Sunrise brief: SEIA outlines solar priorities in the federal infrastructure bill


The Solar Energy Industries Association (SEIA) outlined a handful of priorities that it urged federal lawmakers to adopt as part of the $1.2 trillion infrastructure package currently under consideration.

The priorities were included in a letter that SEIA President and CEO Abigail Ross Hopper sent to Chairman Richard Neal of the House Ways & Means Committee and that was shared with pv magazine USA. The letter highlighted policies to help fully decarbonize the electric grid, including a long-term investment tax credit (ITC) extension with direct pay, a storage ITC, domestic manufacturing incentives, grid upgrades and workforce development provisions.

(Read “Here’s what Biden’s infrastructure bill offers solar and cleantech.”)

SEIA’s Abigail Ross Hopper

Image: SEIA

When the infrastructure bill was introduced at the end of March, Ross Hopper called it a “significant step in meeting our collective clean energy goals.” She said the plan would create jobs, spur the economy, face the climate crisis, and advance environmental justice.

In her July 8 letter to Neal, Ross Hopper wrote that solar makes up just over 3% of electricity generation nationwide. To modernize the grid and meet climate goals, she said that solar “must account for at least 20% of U.S. generation” by the end of the decade and 40-50% by 2035, a scale that would require quadrupling the current pace of installations by 2030. “We are in a race against time,” she wrote.

Her letter on behalf of the industry outlined six priorities, including:

  • Lengthening and strengthening the solar ITC to fill as much of the 10-year budget window as possible and increase the credit back to at least 30%. “SEIA strongly supports tax policy that is durable and predictable,” the letter said, adding that “the core of that policy is the ITC.”
  • To reach deployment goals, SEIA urged support for 100% direct pay to ensure ongoing financing, keep the industry growing, and deploy solar rapidly.
  • The letter also urged that standalone energy storage be added to the ITC. It said that solar plus storage “has a critical role in meeting our nation’s energy needs” and enhancing the resilience of our electricity supply. The letter urged Neal to protect fair competition and retain current tax policy with regard to normalization. She said that monopolistic entities control the nation’s transmission and distribution corridors, in most cases are owned by investors and not the public, and enjoy “tremendous tax and financing advantages available to no one else in the tax code.” She said that the Ways and Means Committee “has always stood strong against a change to normalization,” and urged the committee to “remain steadfast for the sake of the climate and ratepayers.” She said that the GREEN Act does not include a normalization opt-out for the ITC for solar or storage, and that doing so “would eliminate a critical guardrail and disrupt technology adoption.”
  • The letter also urged providing “significant support” to help grow American solar manufacturing, and said that that the U.S. investment in domestic renewable energy manufacturing “has languished for many years.” SEIA urged the Committee to implement long-term federal tax policies that promote sustained solar deployment through the ITC and incentivize private sector investments in domestic solar manufacturing. The letter noted that the Committee is considering domestic content requirements and urged Members to “avoid policies which are overly restrictive and unnecessarily harm solar deployment.”
  • SEIA also expressed support for addressing grid resilience and necessary upgrades to accommodate new renewable energy, including transmission and interconnection. SEIA said it backs federal tax support for grid upgrades, including tax credits for building necessary transmission lines as well as ensuring interconnection costs for community solar and smaller projects qualify for the ITC.
  • Ross Hopper also urged “equitable workforce policies” that meet the needs of the growing renewable industry, and said that equity and opportunity represent core industry values.

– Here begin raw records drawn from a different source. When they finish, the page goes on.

use super::de_string_or_number;
use derive_more::Constructor;
use reqwest::Method;
use rotator_integration::protocol::http::rest::{RestRequest, SignaturePlacement};
use serde::{Deserialize, Serialize};
use std::borrow::Cow;

/// `POST /sapi/v1/convert/acceptQuote` (SIGNED, weight 500).
///
/// Form-encoded body. The idempotency shield in front of this request lives
/// in the client: a quoteId is accepted at most once per process.
#[derive(Debug, Clone, Constructor)]
pub struct PostAcceptQuote(pub AcceptQuoteParams);

impl RestRequest for PostAcceptQuote {
    type Response = AcceptQuoteResponse;
    type QueryParams = AcceptQuoteParams;
    type Body = ();

    fn path(&self) -> Cow<'static, str> {
        "/sapi/v1/convert/acceptQuote".into()
    }

    fn method() -> Method {
        Method::POST
    }

    fn query_params(&self) -> Option<&Self::QueryParams> {
        Some(&self.0)
    }

    fn weight(&self) -> u32 {
        500
    }

    fn placement() -> SignaturePlacement {
        SignaturePlacement::FormBody
    }
}

#[derive(Debug, Clone, Serialize)]
pub struct AcceptQuoteParams {
    #[serde(rename = "quoteId")]
    pub quote_id: String,
}

/// `orderId` is mandatory in the venue response; an accept that produces no
/// order is treated as a failed parse and surfaces as an error upstream.
#[derive(Debug, Clone, Deserialize)]
pub struct AcceptQuoteResponse {
    #[serde(rename = "orderId", deserialize_with = "de_string_or_number")]
    pub order_id: String,

    #[serde(rename = "createTime", default)]
    pub create_time: Option<i64>,
}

Jinko Solar targets shipping bottlenecks

Jinko Solar signed a cooperation agreement with Maersk (China) Shipping Co. to develop what it said would be “flexible and convenient solutions” to manage a shortage of containers due to the pandemic and to improve transport efficiency. Jinko said it expected that expanding its shipment capacity will support its growth over the next few years. It said its goal is to share more timely shipping information and provide “long-term logistics solutions” to customers.

Interstate highways as clean tech corridors

New legislation introduced in both the Senate and House would permit clean energy generation, high-speed internet transmission, and electric vehicle charging infrastructure on highway rights-of-way.

The Senate bill, introduced by Sen. Jon Ossoff (D-GA) would allow state transportation departments to use interstate highway rights-of-way for renewable energy generation projects; electrical transmission and distribution projects; broadband internet projects; and electric vehicle or other clean alternative fueling stations. The bill is similar to legislation introduced by Georgia Congressperson Carolyn Bourdeaux in the House.

The bill also would encourage states to manage highway rights-of-way with environmentally sound vegetative practices, like growing native grasses or pollinator meadows instead of turf grass.